▶ **Task objective**: Go through the records, and copy each line in which the string "DeathCause" is present.

Records for the exercise Start Marker

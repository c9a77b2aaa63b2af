//! Fixed timestep simulation tick
//!
//! One call advances the game by exactly one step. Bounce is checked before
//! death, and both can fire in the same tick.

use super::collision::hits_any_spike;
use super::spawn::spawn_spike_set;
use super::state::{DeathCause, GameState, Side, TickOutcome};

/// Advance the game state by one tick
pub fn tick(state: &mut GameState) -> TickOutcome {
    let mut outcome = TickOutcome::default();
    state.time_ticks += 1;

    state.player.integrate();

    let width = state.config.canvas_width;
    let height = state.config.canvas_height;
    let pos = state.player.pos;
    let radius = state.player.radius;

    // Side walls: bounce, score, and spawn spikes on the wall we're heading to
    if pos.x + radius > width || pos.x - radius < 0.0 {
        state.player.vel.x = -state.player.vel.x;
        state.score += 1;

        let side = if pos.x > state.config.mid_x() {
            Side::Left
        } else {
            Side::Right
        };
        let anchor_x = side.anchor_x(&state.config);
        state.spikes = Some(spawn_spike_set(&mut state.rng, anchor_x, &state.config));
        outcome.bounced = true;

        log::debug!(
            "Bounce at x={:.1}, score {}, {} spikes on {:?}",
            pos.x,
            state.score,
            state.active_spikes().len(),
            side
        );
    }

    // Top/bottom edges and spikes end the run
    let death = if pos.y - radius < 0.0 {
        Some(DeathCause::Ceiling)
    } else if pos.y + radius > height {
        Some(DeathCause::Floor)
    } else if hits_any_spike(pos, radius, state.active_spikes()) {
        Some(DeathCause::Spike)
    } else {
        None
    };

    if let Some(cause) = death {
        log::debug!(
            "Died ({:?}) with score {} after {} ticks",
            cause,
            state.score,
            state.time_ticks
        );
        state.deaths += 1;
        state.reset();
        outcome.death = Some(cause);
    }

    outcome
}

/// Apply a jump immediately (not deferred to the next tick)
pub fn on_jump_requested(state: &mut GameState) {
    state.player.jump();
}

#[cfg(test)]
mod tests {
    use super::*;
    use crate::sim::state::{Player, Spike, SpikeSet};
    use glam::Vec2;

    fn left_spikes(ys: &[f32]) -> SpikeSet {
        SpikeSet {
            side: Side::Left,
            spikes: ys
                .iter()
                .map(|&y| Spike::new(0.0, y, 20.0, 30.0, 500.0))
                .collect(),
        }
    }

    #[test]
    fn test_quiet_tick_only_moves_player() {
        let mut state = GameState::with_seed(1);
        state.score = 3;
        state.spikes = Some(left_spikes(&[30.0, 300.0]));
        let before = state.spikes.clone();

        let outcome = tick(&mut state);

        assert_eq!(outcome, TickOutcome::default());
        assert_eq!(state.score, 3);
        assert_eq!(state.spikes, before);
        assert_eq!(state.player.pos, Vec2::new(255.0, 252.0));
        assert_eq!(state.player.vel, Vec2::new(5.0, 2.5));
    }

    #[test]
    fn test_right_wall_bounce_spawns_left_spikes() {
        let mut state = GameState::with_seed(2);
        state.score = 7;
        state.player.pos = Vec2::new(476.0, 250.0);

        let outcome = tick(&mut state);

        assert!(outcome.bounced);
        assert_eq!(outcome.death, None);
        assert_eq!(state.score, 8);
        assert_eq!(state.player.vel.x, -5.0);
        assert_eq!(state.spike_side(), Some(Side::Left));
        let set = state.spikes.as_ref().unwrap();
        assert!((1..=5).contains(&set.len()));
        assert!(set.spikes.iter().all(|s| s.anchor_x == 0.0));
    }

    #[test]
    fn test_left_wall_bounce_spawns_right_spikes() {
        let mut state = GameState::with_seed(3);
        state.player.pos = Vec2::new(24.0, 250.0);
        state.player.vel.x = -5.0;

        let outcome = tick(&mut state);

        assert!(outcome.bounced);
        assert_eq!(state.score, 1);
        assert_eq!(state.player.vel.x, 5.0);
        assert_eq!(state.spike_side(), Some(Side::Right));
        assert!(state.active_spikes().iter().all(|s| s.anchor_x == 460.0));
    }

    #[test]
    fn test_floor_death_restores_defaults() {
        let mut state = GameState::with_seed(4);
        state.score = 7;
        state.player.pos = Vec2::new(250.0, 490.0);
        state.spikes = Some(left_spikes(&[30.0, 90.0, 150.0]));

        let outcome = tick(&mut state);

        assert_eq!(outcome.death, Some(DeathCause::Floor));
        assert_eq!(state.score, 0);
        assert_eq!(state.best_score, 7);
        assert_eq!(state.deaths, 1);
        assert_eq!(state.player.pos, Vec2::new(250.0, 250.0));
        assert_eq!(state.player.vel, Vec2::new(5.0, 2.0));
        assert!(state.spikes.is_none());
    }

    #[test]
    fn test_ceiling_death() {
        let mut state = GameState::with_seed(5);
        state.player.pos = Vec2::new(250.0, 25.0);
        state.player.vel.y = -10.0;

        let outcome = tick(&mut state);
        assert_eq!(outcome.death, Some(DeathCause::Ceiling));
        assert_eq!(state.player, Player::new(&state.config));
    }

    #[test]
    fn test_spike_death() {
        let mut state = GameState::with_seed(6);
        state.player.pos = Vec2::new(35.0, 113.0);
        state.player.vel = Vec2::new(-5.0, 2.0);
        state.spikes = Some(left_spikes(&[100.0]));

        // Moves to (30, 115): apex at (20, 115) is within radius
        let outcome = tick(&mut state);
        assert!(!outcome.bounced);
        assert_eq!(outcome.death, Some(DeathCause::Spike));
        assert!(state.spikes.is_none());
    }

    #[test]
    fn test_bounce_and_death_same_tick() {
        let mut state = GameState::with_seed(7);
        state.score = 2;
        state.player.pos = Vec2::new(478.0, 479.0);

        let outcome = tick(&mut state);

        assert!(outcome.bounced);
        assert_eq!(outcome.death, Some(DeathCause::Floor));
        // Bounce scored first, then the reset wiped it
        assert_eq!(state.best_score, 3);
        assert_eq!(state.score, 0);
        assert!(state.spikes.is_none());
    }

    #[test]
    fn test_jump_is_immediate() {
        let mut state = GameState::with_seed(8);
        state.player.vel.y = 3.0;

        on_jump_requested(&mut state);
        assert_eq!(state.player.vel.y, -10.0);

        // Next tick moves with the jump velocity, then gravity kicks in
        tick(&mut state);
        assert_eq!(state.player.pos.y, 240.0);
        assert_eq!(state.player.vel.y, -9.5);
    }

    #[test]
    fn test_repeated_jumps_do_not_stack() {
        let mut state = GameState::with_seed(9);
        on_jump_requested(&mut state);
        on_jump_requested(&mut state);
        assert_eq!(state.player.vel.y, -10.0);
    }

    #[test]
    fn test_determinism() {
        let mut state1 = GameState::with_seed(99999);
        let mut state2 = GameState::with_seed(99999);

        for i in 0..600 {
            if i % 25 == 0 {
                on_jump_requested(&mut state1);
                on_jump_requested(&mut state2);
            }
            assert_eq!(tick(&mut state1), tick(&mut state2));
        }

        assert_eq!(state1.time_ticks, state2.time_ticks);
        assert_eq!(state1.player, state2.player);
        assert_eq!(state1.spikes, state2.spikes);
    }
}
//! Spike generation
//!
//! Each bounce spawns a fresh set of spikes on the wall the ball is heading
//! toward. Positions snap to `spawn_slots` vertical slots one spike-height apart,
//! starting one slot below the top edge, and never overlap.

use rand::Rng;

use super::collision::intervals_overlap;
use super::state::{Side, Spike, SpikeSet};
use crate::config::GameConfig;

/// Generation gave up before placing every spike
#[derive(Debug, Clone, PartialEq, thiserror::Error)]
pub enum GenerateError {
    #[error("placed {placed} of {wanted} spikes before running out of attempts")]
    Exhausted { placed: usize, wanted: usize },
}

/// Pick how many spikes the next set gets
pub fn roll_spike_count<R: Rng>(rng: &mut R, config: &GameConfig) -> usize {
    rng.random_range(config.min_spikes..=config.max_spikes) as usize
}

/// Generate `count` non-overlapping spikes by rejection sampling.
///
/// Each spike gets at most `max_spawn_attempts` draws.
pub fn generate_spikes<R: Rng>(
    rng: &mut R,
    anchor_x: f32,
    count: usize,
    config: &GameConfig,
) -> Result<SpikeSet, GenerateError> {
    let mut spikes: Vec<Spike> = Vec::with_capacity(count);

    for _ in 0..count {
        let mut placed = None;
        for _ in 0..config.max_spawn_attempts {
            let slot = rng.random_range(1..=config.spawn_slots);
            let y = slot as f32 * config.spike_height;
            if !intervals_overlap(&spikes, y, config.spike_height) {
                placed = Some(y);
                break;
            }
        }

        let Some(y) = placed else {
            return Err(GenerateError::Exhausted {
                placed: spikes.len(),
                wanted: count,
            });
        };
        spikes.push(Spike::new(
            anchor_x,
            y,
            config.spike_width,
            config.spike_height,
            config.canvas_width,
        ));
    }

    Ok(SpikeSet {
        side: Side::from_anchor(anchor_x, config.canvas_width),
        spikes,
    })
}

/// Deterministic layout: `count` spikes spread evenly over the slots
pub fn fallback_layout(anchor_x: f32, count: usize, config: &GameConfig) -> SpikeSet {
    let slots = config.spawn_slots as usize;
    let count = count.min(slots);
    let stride = if count == 0 { 1 } else { slots / count };

    let spikes = (0..count)
        .map(|i| {
            let slot = 1 + i * stride;
            Spike::new(
                anchor_x,
                slot as f32 * config.spike_height,
                config.spike_width,
                config.spike_height,
                config.canvas_width,
            )
        })
        .collect();

    SpikeSet {
        side: Side::from_anchor(anchor_x, config.canvas_width),
        spikes,
    }
}

/// Roll a spike count and place that many spikes, falling back to the even
/// layout if sampling runs out of attempts
pub fn spawn_spike_set<R: Rng>(rng: &mut R, anchor_x: f32, config: &GameConfig) -> SpikeSet {
    let count = roll_spike_count(rng, config);
    let set = match generate_spikes(rng, anchor_x, count, config) {
        Ok(set) => set,
        Err(e) => {
            log::warn!("Spike generation {}, using even layout", e);
            fallback_layout(anchor_x, count, config)
        }
    };

    debug_assert!(
        (config.min_spikes as usize..=config.max_spikes as usize).contains(&set.len()),
        "spike count {} out of range",
        set.len()
    );
    debug_assert!(set.is_disjoint(), "overlapping spikes generated");
    set
}

#[cfg(test)]
mod tests {
    use super::*;
    use rand::SeedableRng;
    use rand_pcg::Pcg32;

    #[test]
    fn test_generate_respects_slots() {
        let config = GameConfig::default();
        let mut rng = Pcg32::seed_from_u64(42);

        for _ in 0..200 {
            let set = generate_spikes(&mut rng, 0.0, 5, &config).unwrap();
            assert_eq!(set.len(), 5);
            assert_eq!(set.side, Side::Left);
            assert!(set.is_disjoint());
            for spike in &set.spikes {
                assert!(spike.y >= config.spike_height);
                assert!(spike.y <= config.spawn_slots as f32 * config.spike_height);
                assert_eq!(spike.y % config.spike_height, 0.0);
            }
        }
    }

    #[test]
    fn test_roll_spike_count_covers_range() {
        let config = GameConfig::default();
        let mut rng = Pcg32::seed_from_u64(7);
        let mut seen = [false; 6];

        for _ in 0..500 {
            let n = roll_spike_count(&mut rng, &config);
            assert!((1..=5).contains(&n));
            seen[n] = true;
        }
        assert!(seen[1..].iter().all(|&s| s));
    }

    #[test]
    fn test_generate_exhausts_when_slots_run_out() {
        // Two slots, three spikes: the third can never be placed
        let config = GameConfig {
            spawn_slots: 2,
            max_spawn_attempts: 64,
            ..GameConfig::default()
        };
        let mut rng = Pcg32::seed_from_u64(1);

        let err = generate_spikes(&mut rng, 0.0, 3, &config).unwrap_err();
        assert_eq!(err, GenerateError::Exhausted { placed: 2, wanted: 3 });
    }

    #[test]
    fn test_fallback_layout_is_even_and_disjoint() {
        let config = GameConfig::default();
        let set = fallback_layout(config.right_anchor_x(), 5, &config);

        assert_eq!(set.side, Side::Right);
        assert_eq!(set.len(), 5);
        assert!(set.is_disjoint());
        let ys: Vec<f32> = set.spikes.iter().map(|s| s.y).collect();
        // stride = 14 / 5 = 2
        assert_eq!(ys, vec![30.0, 90.0, 150.0, 210.0, 270.0]);
    }

    #[test]
    fn test_spawn_falls_back_when_sampling_exhausts() {
        // One draw per spike over five slots: most multi-spike rolls collide
        let config = GameConfig {
            spawn_slots: 5,
            max_spikes: 5,
            max_spawn_attempts: 1,
            ..GameConfig::default()
        };
        assert!(config.validate().is_ok());

        let mut fell_back = 0;
        for seed in 0..100 {
            let mut rng = Pcg32::seed_from_u64(seed);
            let mut replay = rng.clone();
            let count = roll_spike_count(&mut replay, &config);
            let exhausted = generate_spikes(&mut replay, 0.0, count, &config).is_err();

            let set = spawn_spike_set(&mut rng, 0.0, &config);

            assert!((1..=5).contains(&set.len()));
            assert!(set.is_disjoint());
            assert_eq!(set.len(), count);
            if exhausted {
                assert_eq!(set, fallback_layout(0.0, count, &config));
                fell_back += 1;
            }
        }
        assert!(fell_back > 0);
    }

    #[test]
    fn test_spawn_spike_set_right_wall_vertices() {
        let config = GameConfig::default();
        let mut rng = Pcg32::seed_from_u64(99);
        let set = spawn_spike_set(&mut rng, config.right_anchor_x(), &config);

        assert_eq!(set.side, Side::Right);
        for spike in &set.spikes {
            assert_eq!(spike.vertices[0].x, config.canvas_width);
            assert_eq!(spike.vertices[1].x, config.canvas_width - config.spike_width);
        }
    }
}
//! Deterministic simulation module
//!
//! All gameplay logic lives here. This module must be pure and deterministic:
//! - One fixed step per tick
//! - Seeded RNG only
//! - No rendering or platform dependencies

pub mod autopilot;
pub mod collision;
pub mod spawn;
pub mod state;
pub mod tick;

pub use autopilot::{safe_lane_center, should_jump};
pub use collision::{
    circle_intersects_triangle, derive_vertices, hits_any_spike, intervals_overlap,
    point_in_triangle,
};
pub use spawn::{GenerateError, fallback_layout, generate_spikes, roll_spike_count, spawn_spike_set};
pub use state::{DeathCause, GameState, Player, Side, Spike, SpikeSet, TickOutcome};
pub use tick::{on_jump_requested, tick};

Records for the exercise End Marker

▶ **Output for this exercise**:
use super::state::{DeathCause, GameState, Side, TickOutcome};
        Some(DeathCause::Ceiling)
        Some(DeathCause::Floor)
        Some(DeathCause::Spike)
        assert_eq!(outcome.death, Some(DeathCause::Floor));
        assert_eq!(outcome.death, Some(DeathCause::Ceiling));
        assert_eq!(outcome.death, Some(DeathCause::Spike));
        assert_eq!(outcome.death, Some(DeathCause::Floor));
pub use state::{DeathCause, GameState, Player, Side, Spike, SpikeSet, TickOutcome};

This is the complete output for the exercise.